WHAT TO WORK ON » In the listing below, count the lines containing the string "Velocity" and state only the number.

DATA PROVIDED »
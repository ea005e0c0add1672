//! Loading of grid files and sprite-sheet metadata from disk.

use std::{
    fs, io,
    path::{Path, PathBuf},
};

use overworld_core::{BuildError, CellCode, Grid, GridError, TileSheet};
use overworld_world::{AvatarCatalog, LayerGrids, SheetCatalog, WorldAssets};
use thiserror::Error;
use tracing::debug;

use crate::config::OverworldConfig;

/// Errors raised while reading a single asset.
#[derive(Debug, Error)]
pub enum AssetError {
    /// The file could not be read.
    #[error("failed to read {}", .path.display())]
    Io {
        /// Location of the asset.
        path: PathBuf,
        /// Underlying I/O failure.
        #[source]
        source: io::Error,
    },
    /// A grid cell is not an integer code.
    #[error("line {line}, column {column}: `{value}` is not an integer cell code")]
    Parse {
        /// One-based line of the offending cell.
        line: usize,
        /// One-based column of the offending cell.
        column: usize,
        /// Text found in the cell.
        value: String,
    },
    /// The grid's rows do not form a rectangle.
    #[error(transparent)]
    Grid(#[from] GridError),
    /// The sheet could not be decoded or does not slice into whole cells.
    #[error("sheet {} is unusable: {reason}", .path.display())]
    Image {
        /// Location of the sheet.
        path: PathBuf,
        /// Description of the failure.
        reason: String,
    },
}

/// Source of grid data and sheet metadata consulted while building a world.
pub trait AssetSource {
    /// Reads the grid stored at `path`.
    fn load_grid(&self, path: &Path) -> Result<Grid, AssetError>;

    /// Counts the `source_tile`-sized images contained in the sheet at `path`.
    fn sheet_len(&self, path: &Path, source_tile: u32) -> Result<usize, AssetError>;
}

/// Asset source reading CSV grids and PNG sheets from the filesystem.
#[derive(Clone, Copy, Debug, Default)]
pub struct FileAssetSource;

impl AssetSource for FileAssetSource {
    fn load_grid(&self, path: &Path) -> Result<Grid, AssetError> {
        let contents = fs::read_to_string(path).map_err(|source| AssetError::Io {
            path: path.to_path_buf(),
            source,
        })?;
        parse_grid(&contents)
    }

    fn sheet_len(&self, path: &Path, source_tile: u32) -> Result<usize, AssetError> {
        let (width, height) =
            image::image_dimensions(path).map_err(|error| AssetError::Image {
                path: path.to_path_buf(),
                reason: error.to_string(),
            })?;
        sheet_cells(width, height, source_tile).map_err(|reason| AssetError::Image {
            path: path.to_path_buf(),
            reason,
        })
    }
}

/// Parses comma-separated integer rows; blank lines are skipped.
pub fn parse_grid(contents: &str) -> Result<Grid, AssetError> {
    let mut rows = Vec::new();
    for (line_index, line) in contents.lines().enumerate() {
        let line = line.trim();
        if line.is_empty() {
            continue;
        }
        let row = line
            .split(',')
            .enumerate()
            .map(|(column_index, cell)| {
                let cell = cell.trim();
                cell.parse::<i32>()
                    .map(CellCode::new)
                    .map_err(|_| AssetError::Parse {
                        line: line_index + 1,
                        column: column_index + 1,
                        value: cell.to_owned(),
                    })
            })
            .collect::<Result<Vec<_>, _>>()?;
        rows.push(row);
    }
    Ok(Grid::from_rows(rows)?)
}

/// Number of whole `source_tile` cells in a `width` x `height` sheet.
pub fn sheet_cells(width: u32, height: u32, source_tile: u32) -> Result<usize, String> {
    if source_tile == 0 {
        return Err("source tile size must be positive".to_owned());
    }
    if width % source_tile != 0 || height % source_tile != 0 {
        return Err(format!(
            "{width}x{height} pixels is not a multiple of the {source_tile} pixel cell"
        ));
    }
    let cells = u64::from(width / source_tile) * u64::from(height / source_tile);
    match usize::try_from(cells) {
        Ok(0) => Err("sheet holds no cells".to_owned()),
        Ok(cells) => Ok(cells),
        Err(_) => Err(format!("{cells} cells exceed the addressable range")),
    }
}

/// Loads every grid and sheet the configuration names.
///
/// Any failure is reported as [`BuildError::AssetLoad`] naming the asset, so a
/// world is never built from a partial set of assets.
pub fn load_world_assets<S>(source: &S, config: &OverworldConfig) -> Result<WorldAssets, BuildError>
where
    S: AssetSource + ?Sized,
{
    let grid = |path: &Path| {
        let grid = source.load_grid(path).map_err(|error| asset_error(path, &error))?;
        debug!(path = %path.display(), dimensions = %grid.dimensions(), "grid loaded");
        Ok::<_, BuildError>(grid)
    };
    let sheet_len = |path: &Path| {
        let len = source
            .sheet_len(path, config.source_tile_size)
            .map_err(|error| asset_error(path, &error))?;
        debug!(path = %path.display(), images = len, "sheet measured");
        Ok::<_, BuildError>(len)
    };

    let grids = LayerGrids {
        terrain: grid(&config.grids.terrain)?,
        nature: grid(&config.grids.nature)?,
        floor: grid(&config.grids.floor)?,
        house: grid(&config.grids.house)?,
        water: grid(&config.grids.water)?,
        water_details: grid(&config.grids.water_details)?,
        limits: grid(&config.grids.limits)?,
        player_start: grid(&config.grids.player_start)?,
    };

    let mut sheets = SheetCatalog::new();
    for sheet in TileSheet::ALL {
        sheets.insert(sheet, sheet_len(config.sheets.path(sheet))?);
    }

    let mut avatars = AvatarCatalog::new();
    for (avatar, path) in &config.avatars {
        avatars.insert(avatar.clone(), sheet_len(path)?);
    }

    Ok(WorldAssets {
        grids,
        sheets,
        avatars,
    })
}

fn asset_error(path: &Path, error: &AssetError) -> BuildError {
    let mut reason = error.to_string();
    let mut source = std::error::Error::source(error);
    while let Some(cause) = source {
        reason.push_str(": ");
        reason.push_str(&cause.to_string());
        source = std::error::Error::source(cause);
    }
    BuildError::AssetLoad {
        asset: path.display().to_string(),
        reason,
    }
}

...

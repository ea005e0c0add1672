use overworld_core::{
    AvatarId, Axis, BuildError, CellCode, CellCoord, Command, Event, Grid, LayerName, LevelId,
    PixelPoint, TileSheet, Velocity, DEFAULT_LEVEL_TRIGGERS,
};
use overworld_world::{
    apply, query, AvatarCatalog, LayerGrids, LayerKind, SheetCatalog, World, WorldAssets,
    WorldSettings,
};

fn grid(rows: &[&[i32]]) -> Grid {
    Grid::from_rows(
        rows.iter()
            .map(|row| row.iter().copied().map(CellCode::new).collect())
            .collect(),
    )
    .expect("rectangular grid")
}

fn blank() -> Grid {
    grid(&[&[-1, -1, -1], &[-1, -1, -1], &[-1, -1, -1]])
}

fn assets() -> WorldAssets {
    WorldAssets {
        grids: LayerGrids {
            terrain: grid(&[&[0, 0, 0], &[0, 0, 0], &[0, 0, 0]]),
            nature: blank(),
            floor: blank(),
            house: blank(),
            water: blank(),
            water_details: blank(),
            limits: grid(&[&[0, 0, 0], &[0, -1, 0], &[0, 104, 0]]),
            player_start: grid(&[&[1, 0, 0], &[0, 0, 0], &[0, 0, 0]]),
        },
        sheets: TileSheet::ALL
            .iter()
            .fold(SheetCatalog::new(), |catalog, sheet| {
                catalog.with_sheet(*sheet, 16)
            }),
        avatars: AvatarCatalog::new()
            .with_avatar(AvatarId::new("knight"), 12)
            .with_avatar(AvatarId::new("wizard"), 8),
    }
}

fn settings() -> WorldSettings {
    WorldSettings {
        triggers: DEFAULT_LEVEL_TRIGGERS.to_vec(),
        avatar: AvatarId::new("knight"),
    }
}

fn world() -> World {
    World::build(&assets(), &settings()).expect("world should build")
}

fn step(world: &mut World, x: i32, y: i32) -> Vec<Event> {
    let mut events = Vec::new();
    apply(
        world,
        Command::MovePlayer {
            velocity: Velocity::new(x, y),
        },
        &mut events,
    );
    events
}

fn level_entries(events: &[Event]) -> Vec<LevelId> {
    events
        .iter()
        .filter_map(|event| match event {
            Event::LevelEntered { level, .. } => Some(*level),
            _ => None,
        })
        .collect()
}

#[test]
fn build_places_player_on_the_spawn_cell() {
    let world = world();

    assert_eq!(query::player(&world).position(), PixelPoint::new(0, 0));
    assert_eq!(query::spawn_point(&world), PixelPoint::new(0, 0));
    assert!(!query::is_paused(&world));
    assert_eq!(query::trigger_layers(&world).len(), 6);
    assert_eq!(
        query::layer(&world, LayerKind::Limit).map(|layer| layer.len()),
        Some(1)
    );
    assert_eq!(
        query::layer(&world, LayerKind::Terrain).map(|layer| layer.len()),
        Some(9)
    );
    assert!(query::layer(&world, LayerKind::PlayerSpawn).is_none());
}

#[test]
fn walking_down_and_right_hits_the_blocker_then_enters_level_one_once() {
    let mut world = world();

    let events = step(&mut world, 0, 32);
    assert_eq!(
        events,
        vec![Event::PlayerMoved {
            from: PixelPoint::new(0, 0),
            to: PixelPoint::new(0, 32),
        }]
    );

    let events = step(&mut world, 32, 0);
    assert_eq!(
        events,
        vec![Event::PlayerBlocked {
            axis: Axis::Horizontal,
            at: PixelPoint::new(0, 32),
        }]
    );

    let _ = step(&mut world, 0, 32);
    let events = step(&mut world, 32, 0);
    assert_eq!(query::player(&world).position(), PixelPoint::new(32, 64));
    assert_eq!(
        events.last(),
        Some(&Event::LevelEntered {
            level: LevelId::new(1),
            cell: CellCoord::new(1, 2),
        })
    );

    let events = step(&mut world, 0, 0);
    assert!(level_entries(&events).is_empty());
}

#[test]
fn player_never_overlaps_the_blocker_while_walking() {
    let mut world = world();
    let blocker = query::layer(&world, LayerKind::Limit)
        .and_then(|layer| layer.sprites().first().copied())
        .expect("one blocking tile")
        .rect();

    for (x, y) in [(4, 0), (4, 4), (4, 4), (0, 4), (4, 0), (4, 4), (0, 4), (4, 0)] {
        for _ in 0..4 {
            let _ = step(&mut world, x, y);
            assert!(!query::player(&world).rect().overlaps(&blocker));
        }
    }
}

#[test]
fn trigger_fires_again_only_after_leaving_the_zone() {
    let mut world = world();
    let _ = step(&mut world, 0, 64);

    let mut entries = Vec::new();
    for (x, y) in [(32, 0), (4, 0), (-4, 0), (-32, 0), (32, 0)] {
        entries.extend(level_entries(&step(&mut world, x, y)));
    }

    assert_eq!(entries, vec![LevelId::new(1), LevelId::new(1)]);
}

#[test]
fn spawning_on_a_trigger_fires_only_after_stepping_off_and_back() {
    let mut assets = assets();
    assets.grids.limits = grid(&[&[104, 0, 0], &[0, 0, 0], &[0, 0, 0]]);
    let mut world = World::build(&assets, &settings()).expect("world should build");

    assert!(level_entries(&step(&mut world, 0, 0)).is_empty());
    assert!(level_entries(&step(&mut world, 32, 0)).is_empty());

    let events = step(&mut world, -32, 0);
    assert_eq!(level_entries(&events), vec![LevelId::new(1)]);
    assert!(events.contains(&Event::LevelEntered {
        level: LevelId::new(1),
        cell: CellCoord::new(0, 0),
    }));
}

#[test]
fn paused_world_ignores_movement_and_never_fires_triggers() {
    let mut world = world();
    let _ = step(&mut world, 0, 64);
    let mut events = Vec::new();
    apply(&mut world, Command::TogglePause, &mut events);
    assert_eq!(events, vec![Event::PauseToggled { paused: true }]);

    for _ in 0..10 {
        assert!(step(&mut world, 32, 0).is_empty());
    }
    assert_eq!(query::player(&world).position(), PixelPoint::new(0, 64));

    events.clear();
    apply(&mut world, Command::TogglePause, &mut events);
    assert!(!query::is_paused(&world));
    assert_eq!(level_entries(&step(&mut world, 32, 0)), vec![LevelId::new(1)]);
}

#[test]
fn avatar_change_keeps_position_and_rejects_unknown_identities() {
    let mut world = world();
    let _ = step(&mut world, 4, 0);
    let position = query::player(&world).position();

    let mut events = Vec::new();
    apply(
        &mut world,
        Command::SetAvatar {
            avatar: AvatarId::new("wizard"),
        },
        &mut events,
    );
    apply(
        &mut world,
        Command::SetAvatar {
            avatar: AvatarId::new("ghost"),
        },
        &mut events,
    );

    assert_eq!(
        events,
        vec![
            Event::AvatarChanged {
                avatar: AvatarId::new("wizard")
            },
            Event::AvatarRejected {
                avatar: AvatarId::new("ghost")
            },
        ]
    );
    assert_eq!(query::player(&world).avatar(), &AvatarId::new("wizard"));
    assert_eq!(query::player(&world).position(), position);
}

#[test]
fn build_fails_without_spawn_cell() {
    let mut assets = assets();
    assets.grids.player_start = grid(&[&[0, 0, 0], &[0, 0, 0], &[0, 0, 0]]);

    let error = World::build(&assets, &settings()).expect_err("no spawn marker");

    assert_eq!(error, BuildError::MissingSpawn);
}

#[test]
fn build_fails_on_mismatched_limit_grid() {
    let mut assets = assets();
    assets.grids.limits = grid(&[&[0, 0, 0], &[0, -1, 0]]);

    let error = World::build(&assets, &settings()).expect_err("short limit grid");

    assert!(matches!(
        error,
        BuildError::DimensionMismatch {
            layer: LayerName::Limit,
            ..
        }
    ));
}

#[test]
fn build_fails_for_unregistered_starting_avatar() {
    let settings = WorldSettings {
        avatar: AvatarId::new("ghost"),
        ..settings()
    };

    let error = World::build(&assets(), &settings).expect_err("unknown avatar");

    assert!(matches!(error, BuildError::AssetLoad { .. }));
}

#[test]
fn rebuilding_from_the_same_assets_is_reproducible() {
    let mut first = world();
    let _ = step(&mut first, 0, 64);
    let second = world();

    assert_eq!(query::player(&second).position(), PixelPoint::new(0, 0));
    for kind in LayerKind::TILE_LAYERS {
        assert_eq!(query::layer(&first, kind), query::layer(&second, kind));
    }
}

WORKED SOLUTION » 2